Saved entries
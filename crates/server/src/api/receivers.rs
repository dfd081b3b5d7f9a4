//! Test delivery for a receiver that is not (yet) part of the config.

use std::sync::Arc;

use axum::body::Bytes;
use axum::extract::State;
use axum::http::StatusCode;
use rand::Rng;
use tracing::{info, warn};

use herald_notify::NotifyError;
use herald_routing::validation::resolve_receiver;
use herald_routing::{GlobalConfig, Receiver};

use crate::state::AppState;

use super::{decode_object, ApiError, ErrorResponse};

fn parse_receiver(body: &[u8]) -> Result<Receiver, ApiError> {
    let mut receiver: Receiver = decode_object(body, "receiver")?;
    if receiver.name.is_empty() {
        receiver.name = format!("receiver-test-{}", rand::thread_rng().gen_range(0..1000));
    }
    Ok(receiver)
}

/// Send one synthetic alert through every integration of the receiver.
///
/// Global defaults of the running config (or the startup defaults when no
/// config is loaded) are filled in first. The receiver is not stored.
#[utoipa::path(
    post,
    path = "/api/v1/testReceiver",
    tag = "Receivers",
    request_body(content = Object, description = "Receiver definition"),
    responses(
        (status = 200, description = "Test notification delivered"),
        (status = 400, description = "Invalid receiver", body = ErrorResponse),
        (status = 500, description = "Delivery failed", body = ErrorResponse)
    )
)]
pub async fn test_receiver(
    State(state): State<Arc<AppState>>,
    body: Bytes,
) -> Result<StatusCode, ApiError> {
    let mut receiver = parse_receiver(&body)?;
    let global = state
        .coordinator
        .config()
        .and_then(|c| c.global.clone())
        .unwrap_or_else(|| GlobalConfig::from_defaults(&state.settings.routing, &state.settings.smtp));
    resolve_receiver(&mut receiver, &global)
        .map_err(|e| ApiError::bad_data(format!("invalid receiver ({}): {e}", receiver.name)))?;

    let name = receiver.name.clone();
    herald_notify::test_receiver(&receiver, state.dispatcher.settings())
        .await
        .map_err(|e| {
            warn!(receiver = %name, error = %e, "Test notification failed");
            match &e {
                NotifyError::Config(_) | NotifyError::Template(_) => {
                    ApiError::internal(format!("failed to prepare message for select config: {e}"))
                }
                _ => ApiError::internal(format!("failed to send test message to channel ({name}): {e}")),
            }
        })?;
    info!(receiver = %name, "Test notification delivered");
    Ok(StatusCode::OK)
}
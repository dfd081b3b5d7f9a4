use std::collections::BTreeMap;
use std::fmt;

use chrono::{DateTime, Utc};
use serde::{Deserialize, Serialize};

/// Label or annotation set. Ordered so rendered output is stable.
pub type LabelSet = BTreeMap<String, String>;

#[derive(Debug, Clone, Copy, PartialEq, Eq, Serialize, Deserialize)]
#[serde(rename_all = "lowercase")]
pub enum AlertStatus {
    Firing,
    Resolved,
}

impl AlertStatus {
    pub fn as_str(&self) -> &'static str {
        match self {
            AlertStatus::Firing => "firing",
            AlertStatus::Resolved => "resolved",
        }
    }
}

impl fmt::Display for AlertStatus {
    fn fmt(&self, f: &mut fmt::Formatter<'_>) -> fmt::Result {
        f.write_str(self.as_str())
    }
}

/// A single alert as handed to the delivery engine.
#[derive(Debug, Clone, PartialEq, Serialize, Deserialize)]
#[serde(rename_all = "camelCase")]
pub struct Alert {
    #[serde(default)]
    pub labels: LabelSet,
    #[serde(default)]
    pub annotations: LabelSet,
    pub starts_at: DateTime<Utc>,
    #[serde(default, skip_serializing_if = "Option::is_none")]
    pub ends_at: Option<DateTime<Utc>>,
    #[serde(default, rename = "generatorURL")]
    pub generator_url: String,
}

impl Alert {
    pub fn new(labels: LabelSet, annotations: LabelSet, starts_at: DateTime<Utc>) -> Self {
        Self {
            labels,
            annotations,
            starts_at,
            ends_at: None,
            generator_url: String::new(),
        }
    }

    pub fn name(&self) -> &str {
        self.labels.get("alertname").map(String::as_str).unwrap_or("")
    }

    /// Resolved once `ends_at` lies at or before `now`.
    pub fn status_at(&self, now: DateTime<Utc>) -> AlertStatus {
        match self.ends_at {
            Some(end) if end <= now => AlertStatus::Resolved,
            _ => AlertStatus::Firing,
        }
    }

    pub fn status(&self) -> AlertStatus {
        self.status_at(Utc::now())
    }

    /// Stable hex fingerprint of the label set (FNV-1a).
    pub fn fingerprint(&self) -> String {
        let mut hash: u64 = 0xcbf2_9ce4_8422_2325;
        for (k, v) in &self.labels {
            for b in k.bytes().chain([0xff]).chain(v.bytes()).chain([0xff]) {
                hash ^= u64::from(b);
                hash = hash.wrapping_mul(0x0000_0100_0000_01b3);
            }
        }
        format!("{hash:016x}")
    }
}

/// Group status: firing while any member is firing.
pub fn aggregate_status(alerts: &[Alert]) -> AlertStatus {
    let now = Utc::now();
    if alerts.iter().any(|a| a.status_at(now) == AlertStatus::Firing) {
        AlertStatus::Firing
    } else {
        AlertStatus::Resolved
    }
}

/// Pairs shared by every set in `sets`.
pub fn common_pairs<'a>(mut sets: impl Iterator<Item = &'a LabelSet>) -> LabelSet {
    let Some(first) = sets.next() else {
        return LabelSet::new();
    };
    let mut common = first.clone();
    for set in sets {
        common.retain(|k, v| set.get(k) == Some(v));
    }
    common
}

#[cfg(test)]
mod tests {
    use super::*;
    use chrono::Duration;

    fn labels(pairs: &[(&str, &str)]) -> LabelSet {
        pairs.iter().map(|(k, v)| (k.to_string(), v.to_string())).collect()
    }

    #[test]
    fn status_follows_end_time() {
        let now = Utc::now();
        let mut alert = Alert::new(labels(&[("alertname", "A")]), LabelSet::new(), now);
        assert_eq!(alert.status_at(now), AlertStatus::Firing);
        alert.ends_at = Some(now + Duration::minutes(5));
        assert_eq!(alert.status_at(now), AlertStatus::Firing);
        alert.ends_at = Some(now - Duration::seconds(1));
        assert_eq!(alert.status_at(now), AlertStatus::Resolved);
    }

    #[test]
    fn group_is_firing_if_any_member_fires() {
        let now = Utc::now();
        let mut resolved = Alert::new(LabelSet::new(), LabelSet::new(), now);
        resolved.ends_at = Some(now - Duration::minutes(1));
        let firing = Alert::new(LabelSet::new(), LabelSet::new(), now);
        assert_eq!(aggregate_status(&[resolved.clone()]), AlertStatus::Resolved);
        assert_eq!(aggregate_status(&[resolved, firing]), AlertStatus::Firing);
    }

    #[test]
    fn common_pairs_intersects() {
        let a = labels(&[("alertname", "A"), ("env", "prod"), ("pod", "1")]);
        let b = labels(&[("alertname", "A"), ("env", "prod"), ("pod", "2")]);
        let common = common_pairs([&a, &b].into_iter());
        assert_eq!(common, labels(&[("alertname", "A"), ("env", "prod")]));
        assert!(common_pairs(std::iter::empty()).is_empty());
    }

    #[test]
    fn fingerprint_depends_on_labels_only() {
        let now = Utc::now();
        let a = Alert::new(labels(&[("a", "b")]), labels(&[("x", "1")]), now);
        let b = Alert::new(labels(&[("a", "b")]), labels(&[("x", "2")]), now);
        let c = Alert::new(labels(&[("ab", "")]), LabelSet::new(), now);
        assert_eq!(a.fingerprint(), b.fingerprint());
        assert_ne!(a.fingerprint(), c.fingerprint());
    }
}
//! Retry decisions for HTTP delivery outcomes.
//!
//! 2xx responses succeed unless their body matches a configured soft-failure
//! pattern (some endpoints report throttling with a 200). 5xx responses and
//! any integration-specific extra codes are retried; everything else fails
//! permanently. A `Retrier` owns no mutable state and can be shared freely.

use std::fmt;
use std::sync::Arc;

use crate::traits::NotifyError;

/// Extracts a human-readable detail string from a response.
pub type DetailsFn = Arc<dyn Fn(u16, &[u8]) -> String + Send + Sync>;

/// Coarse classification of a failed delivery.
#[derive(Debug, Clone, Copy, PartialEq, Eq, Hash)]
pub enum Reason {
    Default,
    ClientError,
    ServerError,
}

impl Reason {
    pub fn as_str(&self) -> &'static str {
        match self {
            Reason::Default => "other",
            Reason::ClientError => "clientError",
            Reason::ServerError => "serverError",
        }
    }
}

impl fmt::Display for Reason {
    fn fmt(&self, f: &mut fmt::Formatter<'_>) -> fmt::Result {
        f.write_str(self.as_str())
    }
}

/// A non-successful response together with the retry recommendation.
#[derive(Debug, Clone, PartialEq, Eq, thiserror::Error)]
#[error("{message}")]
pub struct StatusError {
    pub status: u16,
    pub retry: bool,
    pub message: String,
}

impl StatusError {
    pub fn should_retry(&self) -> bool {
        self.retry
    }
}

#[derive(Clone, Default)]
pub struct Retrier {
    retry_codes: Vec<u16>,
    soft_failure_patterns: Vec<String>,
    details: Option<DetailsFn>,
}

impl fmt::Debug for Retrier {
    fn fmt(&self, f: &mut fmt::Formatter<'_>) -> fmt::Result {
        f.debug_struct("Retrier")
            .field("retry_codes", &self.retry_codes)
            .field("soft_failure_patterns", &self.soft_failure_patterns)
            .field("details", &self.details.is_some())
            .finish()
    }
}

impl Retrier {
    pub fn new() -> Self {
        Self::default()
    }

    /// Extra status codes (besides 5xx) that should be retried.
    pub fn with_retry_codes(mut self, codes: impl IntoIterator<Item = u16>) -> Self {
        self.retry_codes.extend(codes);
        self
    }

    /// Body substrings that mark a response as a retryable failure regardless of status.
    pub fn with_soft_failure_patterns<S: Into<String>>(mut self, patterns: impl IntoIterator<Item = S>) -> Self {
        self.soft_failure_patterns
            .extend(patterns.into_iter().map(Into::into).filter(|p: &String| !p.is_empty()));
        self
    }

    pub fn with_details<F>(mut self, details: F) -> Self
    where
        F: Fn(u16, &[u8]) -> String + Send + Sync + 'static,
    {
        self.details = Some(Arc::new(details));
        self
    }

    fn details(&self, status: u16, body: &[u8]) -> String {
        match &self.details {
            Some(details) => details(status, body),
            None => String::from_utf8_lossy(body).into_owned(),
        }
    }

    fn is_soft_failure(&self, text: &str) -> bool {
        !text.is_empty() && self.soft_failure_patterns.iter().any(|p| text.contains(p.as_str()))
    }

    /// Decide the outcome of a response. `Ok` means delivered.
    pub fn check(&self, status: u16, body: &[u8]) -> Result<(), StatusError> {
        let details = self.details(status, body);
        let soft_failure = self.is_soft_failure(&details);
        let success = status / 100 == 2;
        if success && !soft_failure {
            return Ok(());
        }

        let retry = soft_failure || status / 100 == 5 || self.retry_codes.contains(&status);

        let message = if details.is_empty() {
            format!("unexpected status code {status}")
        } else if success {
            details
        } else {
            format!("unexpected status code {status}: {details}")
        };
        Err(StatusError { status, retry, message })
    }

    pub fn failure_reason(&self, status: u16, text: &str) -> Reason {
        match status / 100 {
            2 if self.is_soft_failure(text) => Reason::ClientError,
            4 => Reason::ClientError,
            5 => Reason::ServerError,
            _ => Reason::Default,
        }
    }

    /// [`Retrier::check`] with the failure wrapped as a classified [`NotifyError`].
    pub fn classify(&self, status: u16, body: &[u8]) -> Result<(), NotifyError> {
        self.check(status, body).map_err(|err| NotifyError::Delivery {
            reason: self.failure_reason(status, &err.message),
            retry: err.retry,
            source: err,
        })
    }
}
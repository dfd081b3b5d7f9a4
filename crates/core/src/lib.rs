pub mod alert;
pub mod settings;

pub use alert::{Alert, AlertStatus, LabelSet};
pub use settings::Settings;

TASK STATEMENT
Check every line of the records above for the string "bool". Copy those that hold it.

SOLUTION TO THE EXERCISE
    pub retry: bool,
    pub fn should_retry(&self) -> bool {
    fn is_soft_failure(&self, text: &str) -> bool {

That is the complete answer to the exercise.